//! Orphan reconciliation.
//!
//! An annotation on a parent-including layer needs a live parent on the
//! parent layer that (on aligned layers) actually covers it. When that isn't
//! so, low-confidence children are simply destroyed; trusted ones are moved
//! to the most plausible other parent.

use std::collections::BTreeSet;
use std::fmt;

use super::Validator;
use crate::graph::Graph;
use crate::ordering::sort_by_anchor;
use crate::types::{AnnotationId, Change, Confidence, LayerOrder};

/// Why a child's current parent is unacceptable.
#[derive(Debug, Clone, Copy, PartialEq, Eq)]
pub enum OrphanReason {
    /// No parent, or the parent id doesn't resolve.
    Missing,
    /// The parent has been destroyed.
    Deleted,
    /// The parent doesn't cover the child in time.
    NotIncluding,
    /// The parent is on a layer other than the child layer's parent.
    WrongLayer,
}

impl fmt::Display for OrphanReason {
    fn fmt(&self, f: &mut fmt::Formatter<'_>) -> fmt::Result {
        let text = match self {
            Self::Missing => "missing",
            Self::Deleted => "deleted",
            Self::NotIncluding => "not including",
            Self::WrongLayer => "wrong layer",
        };
        f.write_str(text)
    }
}

impl Validator {
    /// Reparent or destroy annotations whose parent is missing, destroyed,
    /// on the wrong layer or not covering them.
    pub(crate) fn reconcile_orphans(&mut self, graph: &mut Graph) {
        let _span = tracing::debug_span!("orphans").entered();
        let layers: Vec<(String, String)> = graph
            .schema()
            .traverse(LayerOrder::TopDown)
            .into_iter()
            .filter(|l| l.parent_includes && !graph.schema().is_top_level(&l.id))
            .map(|l| (l.id.clone(), l.parent().to_string()))
            .collect();
        for (layer_id, parent_layer_id) in layers {
            self.reconcile_layer(graph, &layer_id, &parent_layer_id);
        }
    }

    fn reconcile_layer(&mut self, graph: &mut Graph, layer_id: &str, parent_layer_id: &str) {
        for child_id in graph.layer_ids(layer_id) {
            let Some(reason) = self.orphan_reason(graph, &child_id, parent_layer_id) else {
                continue;
            };
            let Some(child) = graph.annotation(&child_id).cloned() else {
                continue;
            };
            if child.confidence_or(Confidence::MANUAL) <= Confidence::AUTOMATIC {
                tracing::debug!(annotation = %child_id, %reason, "Deleting orphan");
                graph.destroy(&child_id);
                continue;
            }
            match find_best_parent(graph, &child_id, parent_layer_id) {
                Some(parent) => {
                    tracing::debug!(annotation = %child_id, parent = %parent, %reason, "Reparenting orphan");
                    graph.set_parent(&child_id, Some(&parent), true);
                }
                None => {
                    let old = child
                        .parent
                        .as_ref()
                        .and_then(|p| graph.annotation(p))
                        .map_or_else(|| "none".to_string(), |p| p.to_string());
                    self.error(format!(
                        "No new parent available for {child} ({layer_id}) but {parent_layer_id} {old} {reason}"
                    ));
                }
            }
        }
    }

    fn orphan_reason(&self, graph: &Graph, child_id: &AnnotationId, parent_layer_id: &str) -> Option<OrphanReason> {
        let child = graph.annotation(child_id)?;
        if child.is_destroyed() {
            return None;
        }
        let parent = graph.parent_of(child_id);
        if !self.config().full_validation
            && child.change == Change::NoChange
            && parent.map_or(false, |p| p.change == Change::NoChange)
        {
            return None;
        }
        let Some(parent) = parent else {
            return Some(OrphanReason::Missing);
        };
        if parent.layer_id != parent_layer_id {
            return Some(OrphanReason::WrongLayer);
        }
        if parent.is_destroyed() {
            return Some(OrphanReason::Deleted);
        }
        let aligned = graph.schema().layer(&child.layer_id).map_or(false, |l| l.is_aligned());
        if aligned && graph.is_anchored(child) && graph.is_anchored(parent) {
            let zero_length_at_end = graph.duration(child).map_or(false, |d| d <= 0.0)
                && graph.offset(&child.start) == graph.offset(&parent.end);
            if !graph.includes_midpoint_of(parent, child)
                && !zero_length_at_end
                && child.start != parent.start
                && child.end != parent.end
            {
                return Some(OrphanReason::NotIncluding);
            }
        }
        None
    }
}

/// Most plausible parent on `parent_layer_id` for `child_id`.
///
/// Candidates are gathered in decreasing order of plausibility: annotations
/// sharing both anchors, including the child, including its midpoint,
/// linked by one anchor, and finally the old parent's neighbours. Among
/// them, one with the same parent as the old parent wins outright;
/// otherwise the last one sharing any ancestor, otherwise the nearest.
pub fn find_best_parent(graph: &Graph, child_id: &AnnotationId, parent_layer_id: &str) -> Option<AnnotationId> {
    let child = graph.annotation(child_id)?;
    let mut candidates = graph.tags_on(child_id, parent_layer_id);
    if candidates.is_empty() {
        candidates = graph.including_on(child_id, parent_layer_id);
    }
    if candidates.is_empty() {
        candidates = graph.midpoint_including_on(child_id, parent_layer_id);
    }
    if candidates.is_empty() {
        let mut seen = BTreeSet::new();
        let linked = graph
            .starting_on(&child.start, parent_layer_id)
            .into_iter()
            .chain(graph.ending_on(&child.end, parent_layer_id))
            .chain(graph.ending_on(&child.start, parent_layer_id))
            .chain(graph.starting_on(&child.end, parent_layer_id));
        candidates = linked.filter(|c| seen.insert(c.clone())).collect();
    }
    if candidates.is_empty() {
        candidates = old_parent_neighbours(graph, child_id);
    }

    let grandparent = graph.parent_of(child_id).and_then(|p| p.parent.clone());
    let mut best = None;
    let mut nearest: Option<AnnotationId> = None;
    for candidate_id in &candidates {
        let Some(candidate) = graph.annotation(candidate_id) else {
            continue;
        };
        if grandparent.is_some() && candidate.parent == grandparent {
            return Some(candidate_id.clone());
        }
        if graph.first_common_ancestor(child_id, candidate_id).is_some() {
            best = Some(candidate_id.clone());
        }
        let closer = match nearest.as_ref().and_then(|n| graph.annotation(n)) {
            None => true,
            Some(current) => match (graph.distance(child, candidate), graph.distance(child, current)) {
                (Some(d), Some(current)) => d < current,
                _ => false,
            },
        };
        if closer {
            nearest = Some(candidate_id.clone());
        }
    }
    best.or(nearest)
}

/// Live siblings immediately before and after the child's old parent.
fn old_parent_neighbours(graph: &Graph, child_id: &AnnotationId) -> Vec<AnnotationId> {
    let Some(old) = graph.parent_of(child_id) else {
        return Vec::new();
    };
    if !old.is_destroyed() {
        return graph.previous(&old.id).into_iter().chain(graph.next(&old.id)).collect();
    }
    // a destroyed parent has no ordinal among live siblings; place it by anchor
    let mut siblings: Vec<AnnotationId> = match &old.parent {
        Some(grandparent) => graph.children(grandparent, &old.layer_id),
        None => graph
            .all(&old.layer_id)
            .into_iter()
            .filter(|id| graph.annotation(id).map_or(false, |a| a.parent.is_none()))
            .collect(),
    };
    siblings.push(old.id.clone());
    sort_by_anchor(graph, &mut siblings);
    let Some(position) = siblings.iter().position(|s| s == &old.id) else {
        return Vec::new();
    };
    let mut neighbours = Vec::new();
    if position > 0 {
        neighbours.push(siblings[position - 1].clone());
    }
    if let Some(next) = siblings.get(position + 1) {
        neighbours.push(next.clone());
    }
    neighbours
}

#[cfg(test)]
mod tests {
    use super::*;
    use crate::transform::GraphTransformer;
    use crate::types::{Anchor, Annotation, Schema};

    fn two_turns() -> Graph {
        let mut g = Graph::new("g", Schema::transcript());
        for (id, off) in [("a0", 0.0), ("a1", 1.0), ("a2", 2.0), ("a3", 3.0), ("a4", 4.0)] {
            g.add_anchor(Anchor::new(id, Some(off), Some(Confidence::MANUAL))).unwrap();
        }
        g.add_annotation(Annotation::new("p", "participant", "ann", "a0", "a4")).unwrap();
        g.add_annotation(Annotation::new("t1", "turn", "", "a0", "a2").with_parent("p")).unwrap();
        g.add_annotation(Annotation::new("t2", "turn", "", "a2", "a4").with_parent("p")).unwrap();
        g.add_annotation(Annotation::new("w1", "word", "a", "a0", "a1").with_parent("t1")).unwrap();
        g.add_annotation(Annotation::new("w2", "word", "b", "a1", "a2").with_parent("t1")).unwrap();
        g.add_annotation(Annotation::new("w3", "word", "c", "a2", "a3").with_parent("t2")).unwrap();
        g.add_annotation(Annotation::new("w4", "word", "d", "a3", "a4").with_parent("t2")).unwrap();
        g.commit();
        g
    }

    #[test]
    fn test_words_of_deleted_turn_move_to_neighbour() {
        let mut g = two_turns();
        g.destroy(&"t2".into());
        Validator::default().reconcile_orphans(&mut g);
        let w3 = g.annotation(&"w3".into()).unwrap();
        assert_eq!(w3.parent, Some("t1".into()));
        assert!(!w3.is_destroyed());
        assert_eq!(g.children(&"t1".into(), "word").len(), 4);
    }

    #[test]
    fn test_automatic_orphans_are_destroyed() {
        let mut g = two_turns();
        g.set_confidence(&"w3".into(), Some(Confidence::AUTOMATIC));
        g.destroy(&"t2".into());
        Validator::default().reconcile_orphans(&mut g);
        assert!(g.annotation(&"w3".into()).unwrap().is_destroyed());
        assert_eq!(g.annotation(&"w4".into()).unwrap().parent, Some("t1".into()));
    }

    #[test]
    fn test_word_outside_its_turn_finds_including_turn() {
        let mut g = two_turns();
        // w1 now spans 3..4, inside t2
        g.set_start(&"w1".into(), &"a3".into());
        g.set_end(&"w1".into(), &"a4".into());
        let mut validator = Validator::default();
        validator.reconcile_orphans(&mut g);
        assert_eq!(g.annotation(&"w1".into()).unwrap().parent, Some("t2".into()));
        assert!(validator.errors().is_empty());
    }

    #[test]
    fn test_best_parent_prefers_same_grandparent() {
        let g = two_turns();
        assert_eq!(find_best_parent(&g, &"w3".into(), "turn"), Some("t2".into()));
    }
}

-- -- --

• [GOAL OF THE EXERCISE]: What are the lines above, starting at the one with "let mut seen = BTreeSet::new();" and ending at the one with "let mut siblings: Vec<AnnotationId>"? Give them again exactly, and only them.

• [EXERCISE OUTPUT]:
        let mut seen = BTreeSet::new();
        let linked = graph
            .starting_on(&child.start, parent_layer_id)
            .into_iter()
            .chain(graph.ending_on(&child.end, parent_layer_id))
            .chain(graph.ending_on(&child.start, parent_layer_id))
            .chain(graph.starting_on(&child.end, parent_layer_id));
        candidates = linked.filter(|c| seen.insert(c.clone())).collect();
    }
    if candidates.is_empty() {
        candidates = old_parent_neighbours(graph, child_id);
    }

    let grandparent = graph.parent_of(child_id).and_then(|p| p.parent.clone());
    let mut best = None;
    let mut nearest: Option<AnnotationId> = None;
    for candidate_id in &candidates {
        let Some(candidate) = graph.annotation(candidate_id) else {
            continue;
        };
        if grandparent.is_some() && candidate.parent == grandparent {
            return Some(candidate_id.clone());
        }
        if graph.first_common_ancestor(child_id, candidate_id).is_some() {
            best = Some(candidate_id.clone());
        }
        let closer = match nearest.as_ref().and_then(|n| graph.annotation(n)) {
            None => true,
            Some(current) => match (graph.distance(child, candidate), graph.distance(child, current)) {
                (Some(d), Some(current)) => d < current,
                _ => false,
            },
        };
        if closer {
            nearest = Some(candidate_id.clone());
        }
    }
    best.or(nearest)
}

/// Live siblings immediately before and after the child's old parent.
fn old_parent_neighbours(graph: &Graph, child_id: &AnnotationId) -> Vec<AnnotationId> {
    let Some(old) = graph.parent_of(child_id) else {
        return Vec::new();
    };
    if !old.is_destroyed() {
        return graph.previous(&old.id).into_iter().chain(graph.next(&old.id)).collect();
    }
    // a destroyed parent has no ordinal among live siblings; place it by anchor
    let mut siblings: Vec<AnnotationId> = match &old.parent {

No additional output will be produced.